Something that I'm noticing now (that may have started in an earlier 20.x.x build (with the new rendering) is that when Autopilot detects lane lines, the rendering has thicker lines, when it doesn't, the lane rendering lines are thinner.


----------



## lance.bailey

I first noticed the thicker lines in a 30kph playground zone with no AP engaged. I will have to check on this when I get my next Tesla allotment (Friday).


----------



## FRC

Kizzy said:


> Something that I'm noticing now (that may have started in an earlier 20.x.x build (with the new rendering) is that when Autopilot detects lane lines, the rendering has thicker lines, when it doesn't, the lane rendering lines are thinner.


I think this started with the bird's eye view update. However, I thought the thicker lines were when the image of the car was larger. I'll have to watch more carefully.


----------



## Mike

MelindaV said:


> you can tune the minimum level the new auto dim sets to.
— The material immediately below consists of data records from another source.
#[test]
fn altitude_vector_limited_by_ceiling() {
    let fixture = Fixture::airborne();
    let mut queue = Vec::new();

    let err = fixture
        .ingest_all(&mut queue, [Instruction::AltitudeVector(AltitudeSpec::FlightLevel(400))])
        .unwrap_err();
    assert_eq!(err, RejectReason::AboveCeiling(AltitudeSpec::FlightLevel(400)));
    assert_eq!(err.to_string(), "FL400 is above our ceiling");
    assert!(queue.is_empty());

    fixture.ingest_all(&mut queue, [Instruction::AltitudeVector(AltitudeSpec::FlightLevel(390))]).unwrap();
    assert_eq!(kinds(&queue), [Kind::AltitudeVector]);
}

#[test]
fn speed_vector_limited_by_type() {
    let fixture = Fixture::airborne();
    let mut queue = Vec::new();

    assert_eq!(
        fixture.ingest_all(&mut queue, [Instruction::SpeedVector(Speed::from_knots(100.))]),
        Err(RejectReason::SpeedTooLow),
    );
    assert_eq!(
        fixture.ingest_all(&mut queue, [Instruction::SpeedVector(Speed::from_knots(400.))]),
        Err(RejectReason::SpeedTooHigh),
    );
    fixture.ingest_all(&mut queue, [Instruction::SpeedVector(Speed::from_knots(210.))]).unwrap();
    fixture.ingest_all(&mut queue, [Instruction::CancelSpeedVector]).unwrap();
    assert_eq!(kinds(&queue), [Kind::CancelSpeedVector]);
}

#[test]
fn heading_family_supersedes_each_other() {
    let fixture = Fixture::airborne();
    let mut queue = Vec::new();
    fixture
        .ingest_all(
            &mut queue,
            [heading(90.), Instruction::AltitudeVector(AltitudeSpec::FlightLevel(120))],
        )
        .unwrap();

    fixture.ingest_all(&mut queue, [Instruction::DirectTo(navpoint("ALPHA", at(5., 5.)))]).unwrap();
    assert_eq!(kinds(&queue), [Kind::AltitudeVector, Kind::DirectTo]);

    fixture.ingest_all(&mut queue, [heading(180.)]).unwrap();
    assert_eq!(kinds(&queue), [Kind::AltitudeVector, Kind::HeadingVector]);
}

#[test]
fn intercept_keeps_heading_vector() {
    let fixture = Fixture::airborne();
    let mut queue = Vec::new();
    fixture
        .ingest_all(
            &mut queue,
            [
                Instruction::Hold { fix: navpoint("ALPHA", at(5., 5.)), turn: TurnDirection::Clockwise },
                heading(90.),
                Instruction::InterceptLocalizer("09".into()),
            ],
        )
        .unwrap();
    assert_eq!(kinds(&queue), [Kind::HeadingVector, Kind::InterceptLocalizer]);

    fixture
        .ingest_all(
            &mut queue,
            [Instruction::InterceptNavaid {
                navaid: navpoint("VOR", at(0., 10.)),
                radial: Heading::SOUTH,
            }],
        )
        .unwrap();
    assert_eq!(kinds(&queue), [Kind::HeadingVector, Kind::InterceptNavaid]);
}

#[test]
fn intercept_localizer_requires_ils() {
    let fixture = Fixture::airborne();
    let mut queue = Vec::new();
    assert_eq!(
        fixture.ingest_all(&mut queue, [Instruction::InterceptLocalizer("27".into())]),
        Err(RejectReason::NoIls("27".into())),
    );
    assert_eq!(
        fixture.ingest_all(&mut queue, [Instruction::InterceptLocalizer("36".into())]),
        Err(RejectReason::UnknownRunway("36".into())),
    );
}

#[test]
fn cleared_approach_requires_landing_goal_and_runway() {
    let fixture = Fixture::airborne();
    assert_eq!(
        fixture.ingest_all(&mut Vec::new(), [Instruction::ClearedApproach]),
        Err(RejectReason::NoExpectedRunway),
    );

    let departure = Fixture::new(fixture.params.clone(), Goal::Destination("VHHH".into()));
    let err = departure
        .ingest_all(&mut Vec::new(), [Instruction::ExpectRunway("09".into()), Instruction::ClearedApproach])
        .unwrap_err();
    assert_eq!(err.to_string(), "not inbound for landing");

    let mut queue = Vec::new();
    fixture
        .ingest_all(
            &mut queue,
            [
                Instruction::Hold { fix: navpoint("ALPHA", at(5., 5.)), turn: TurnDirection::Clockwise },
                Instruction::InterceptLocalizer("09".into()),
                Instruction::ClearedApproach,
            ],
        )
        .unwrap();
    assert_eq!(kinds(&queue), [Kind::InterceptLocalizer, Kind::ClearedApproach]);
}

#[test]
fn landing_clearance_requires_approach_clearance() {
    let fixture = Fixture::airborne();
    let mut queue = Vec::new();
    assert_eq!(
        fixture.ingest_all(&mut queue, [Instruction::ClearedToLand]),
        Err(RejectReason::ApproachNotCleared),
    );
    assert_eq!(
        fixture.ingest_all(&mut queue, [Instruction::CancelApproach]),
        Err(RejectReason::ApproachNotCleared),
    );

    fixture
        .ingest_all(
            &mut queue,
            [
                Instruction::InterceptLocalizer("09".into()),
                Instruction::ClearedApproach,
                Instruction::ClearedToLand,
            ],
        )
        .unwrap();
    fixture.ingest_all(&mut queue, [Instruction::CancelApproach]).unwrap();
    assert_eq!(kinds(&queue), [Kind::CancelApproach]);
}

#[test]
fn squawk_code_must_be_four_octal_digits() {
    let fixture = Fixture::airborne();
    let mut queue = Vec::new();
    for code in ["7800", "123", "12345", "12a4"] {
        assert_eq!(
            fixture.ingest_all(&mut queue, [Instruction::Squawk { code: code.into(), mode: None }]),
            Err(RejectReason::InvalidSquawk(code.into())),
        );
    }
    fixture
        .ingest_all(&mut queue, [Instruction::Squawk { code: "7700".into(), mode: None }])
        .unwrap();
}

#[test]
fn ground_clearances_follow_phase() {
    let taxiing = Fixture::on_ground(Status::Taxiing, Goal::Destination("VHHH".into()));
    assert_eq!(taxiing.ingest_all(&mut Vec::new(), [Instruction::LineUp]), Err(RejectReason::NotReady));
    assert_eq!(
        taxiing.ingest_all(&mut Vec::new(), [Instruction::ClearedTakeoff]),
        Err(RejectReason::NotReady),
    );

    let ready = Fixture::on_ground(Status::Ready("09".into()), Goal::Destination("VHHH".into()));
    let mut queue = Vec::new();
    ready.ingest_all(&mut queue, [Instruction::HoldPosition, Instruction::LineUp]).unwrap();
    assert_eq!(kinds(&queue), [Kind::LineUp]);
    ready.ingest_all(&mut queue, [Instruction::ClearedTakeoff]).unwrap();
    assert_eq!(kinds(&queue), [Kind::ClearedTakeoff]);

    let lined_up = Fixture::on_ground(Status::LinedUp("09".into()), Goal::Destination("VHHH".into()));
    let mut queue = Vec::new();
    lined_up.ingest_all(&mut queue, [Instruction::ClearedTakeoff, Instruction::HoldPosition]).unwrap();
    assert_eq!(kinds(&queue), [Kind::HoldPosition]);

    let rolling = Fixture::on_ground(Status::TakeoffRoll("09".into()), Goal::Destination("VHHH".into()));
    assert_eq!(
        rolling.ingest_all(&mut Vec::new(), [Instruction::HoldPosition]),
        Err(RejectReason::TakingOff),
    );
    assert_eq!(
        Fixture::airborne().ingest_all(&mut Vec::new(), [Instruction::HoldPosition]),
        Err(RejectReason::NotOnGround),
    );
}

#[test]
fn expect_runway_on_ground() {
    let arrival = Fixture::on_ground(Status::Taxiing, Goal::Parking("G1".into()));
    assert_eq!(
        arrival.ingest_all(&mut Vec::new(), [Instruction::ExpectRunway("09".into())]),
        Err(RejectReason::Arriving),
    );

    let lined_up = Fixture::on_ground(Status::LinedUp("09".into()), Goal::Destination("VHHH".into()));
    assert_eq!(
        lined_up.ingest_all(&mut Vec::new(), [Instruction::ExpectRunway("27".into())]),
        Err(RejectReason::OnRunway),
    );

    let departure = Fixture::on_ground(Status::Taxiing, Goal::Destination("VHHH".into()));
    assert_eq!(
        departure.ingest_all(&mut Vec::new(), [Instruction::ExpectRunway("18".into())]),
        Err(RejectReason::UnknownRunway("18".into())),
    );
    departure.ingest_all(&mut Vec::new(), [Instruction::ExpectRunway("09".into())]).unwrap();
}

#[test]
fn taxi_validates_route_and_parking() {
    let (_, nodes) = test_ground();
    let fixture = Fixture::on_ground(Status::Taxiing, Goal::Parking("G1".into()));
    let taxi = |parking: &str| Instruction::Taxi {
        route:   nodes.apron.to_vec(),
        parking: Some(parking.into()),
    };

    let mut queue = Vec::new();
    fixture.ingest_all(&mut queue, [Instruction::HoldPosition, taxi("G1")]).unwrap();
    assert_eq!(kinds(&queue), [Kind::Taxi]);

    assert_eq!(
        fixture.ingest_all(&mut queue, [taxi("H1")]),
        Err(RejectReason::UnsuitedParking("H1".into())),
    );
    assert_eq!(
        fixture.ingest_all(&mut queue, [taxi("Z9")]),
        Err(RejectReason::UnknownParking("Z9".into())),
    );

    let airborne = Fixture::airborne();
    assert_eq!(airborne.ingest_all(&mut Vec::new(), [taxi("G1")]), Err(RejectReason::Airborne));

    let rolling = Fixture::new(
        FlightParams {
            ias: Speed::from_knots(30.),
            ..ground_params(ORIGIN, Heading::EAST, Status::LandingRoll(Some("09".into())))
        },
        Goal::Landing { ils: true },
    );
    assert_eq!(rolling.ingest_all(&mut Vec::new(), [taxi("G1")]), Err(RejectReason::Rolling));
}

#[test]
fn completion_predicates() {
    let arrival = Length::from_nm(1.);
    let params = airborne_params(at(0., 0.), Heading::EAST, 5000., 250.);

    assert!(Instruction::DirectTo(navpoint("NEAR", at(0.9, 0.))).is_done(&params, arrival));
    assert!(!Instruction::DirectTo(navpoint("FAR", at(1.1, 0.))).is_done(&params, arrival));
    assert!(Instruction::FollowRoute(Vec::new()).is_done(&params, arrival));
    assert!(!heading(90.).is_done(&params, arrival));
    assert!(Instruction::SayIntentions.is_done(&params, arrival));
    assert!(Instruction::ClearedTakeoff.is_done(&params, arrival));
    assert!(!Instruction::ClearedApproach.is_done(&params, arrival));
    assert!(!Instruction::ExpectRunway("09".into()).is_done(&params, arrival));

    let ready = ground_params(ORIGIN, Heading::EAST, Status::Ready("09".into()));
    assert!(Instruction::ExpectRunway("09".into()).is_done(&ready, arrival));
    assert!(!Instruction::LineUp.is_done(&ready, arrival));
    assert!(Instruction::ClearedApproach.is_done(&ready, arrival));
    assert!(
        Instruction::Taxi { route: Vec::new(), parking: None }.is_done(&ready, arrival)
    );
    assert!(
        !Instruction::Taxi { route: Vec::new(), parking: Some("G1".into()) }.is_done(&ready, arrival)
    );
}

#[test]
fn rejected_batch_leaves_queue_untouched() {
    let mut app = base_app();
    let agent = spawn_agent(
        &mut app,
        "CPA201",
        airborne_params(at(-10., 0.), Heading::EAST, 5000., 250.),
        Goal::Landing { ils: true },
    );
    app.world_mut()
        .instruct(agent, [Instruction::AltitudeVector(AltitudeSpec::Feet(4000.))])
        .unwrap();
    let before = app.world().get::<Instructions>(agent).unwrap().clone();

    let err = app
        .world_mut()
        .instruct(
            agent,
            [
                heading(120.),
                Instruction::Squawk { code: "4321".into(), mode: None },
                Instruction::SpeedVector(Speed::from_knots(90.)),
            ],
        )
        .unwrap_err();
    assert_eq!(err, InstructionError::Rejected { index: 2, reason: RejectReason::SpeedTooLow });

    assert_eq!(app.world().get::<Instructions>(agent).unwrap(), &before);
    assert_eq!(params_of(&app, agent).squawk.to_string(), "2000");

    app.update();
    assert!(app.world().resource::<Heard>().contains(Class::NeedAck, "unable, speed is too low"));
}

#[test]
fn accepted_batch_commits_immediate_effects() {
    let mut app = base_app();
    let agent = spawn_agent(
        &mut app,
        "CPA202",
        airborne_params(at(-10., 0.), Heading::EAST, 5000., 250.),
        Goal::Landing { ils: true },
    );

    app.world_mut()
        .instruct(
            agent,
            [
                Instruction::Squawk { code: "4321".into(), mode: Some(TransponderMode::ModeS) },
                Instruction::SayIntentions,
                heading(120.),
            ],
        )
        .unwrap();

    let params = params_of(&app, agent);
    assert_eq!(params.squawk.to_string(), "4321");
    assert_eq!(params.transponder, TransponderMode::ModeS);
    assert_eq!(kinds(&app.world().get::<Instructions>(agent).unwrap().0), [Kind::HeadingVector]);

    app.update();
    let heard = app.world().resource::<Heard>();
    assert!(heard.contains(Class::VerboseInfo, "squawk 4321 mode S, say intentions, fly heading 120"));
    assert!(heard.contains(Class::NeedAck, "inbound for ILS approach"));
}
Yes, thanks for providing that work around to overcome the induced software issue, I have applied it.

I'll know next time I drive at or after sundown.....which is past my bed time right now


----------



## Mike

I noticed parked cars being rendered on a section of two lane village road I drive on everyday and these were never depicted before.


----------



## MelindaV

Mike said:


> I noticed parked cars being rendered on a section of two lane village road I drive on everyday and these were never depicted before.


jsut before my neighborhood, I come up to a 4way stop where there are cars parked on both shoulders of the road. When I turn my left signal on, it always shows the cars on the far shoulder (across the oncoming traffic lane) as red (blindspot warning). I've not paid attention if they are rendered prior to turning on the signal, but they have been with the blindspot warning since that feature was released - and from 25 or 30 feet away at that.


----------



## Deliverance

I upgraded from 20.2.1 My LTE is back to normal (kept going missing or not transmitting, receiving) and Wi-Fi signal is stronger than ever (at least on the screen), it used to be very poor under my cart port. Love the new game, but is hard to maneuver!


----------



## GRiMm-V-

This version handles the lane change better on one section where I'm merging from one hwy to another. The lane markings at that exact spot are barely visible. Previous versions would start the lane change and then abort mid way. This version had no such hiccups. 
However on another exit ramp I take regularly to work (almost a 270 deg off ramp) the car handles it at a much lower speed than before. Previously would do ~40mph while this version seemed to hesitate to cross 30mph


----------



## lance.bailey

Drove a co-worker home yesterday and talked about the AP and NOA and so on of course. Realized after a lane change I haven't experienced an aborted lane change for a number of updates - I think they've gotten it right!


----------



## Needsdecaf

Deliverance said:


> I upgraded from 20.2.1 My LTE is back to normal (kept going missing or not transmitting, receiving) and Wi-Fi signal is stronger than ever (at least on the screen), it used to be very poor under my cart port. Love the new game, but is hard to maneuver!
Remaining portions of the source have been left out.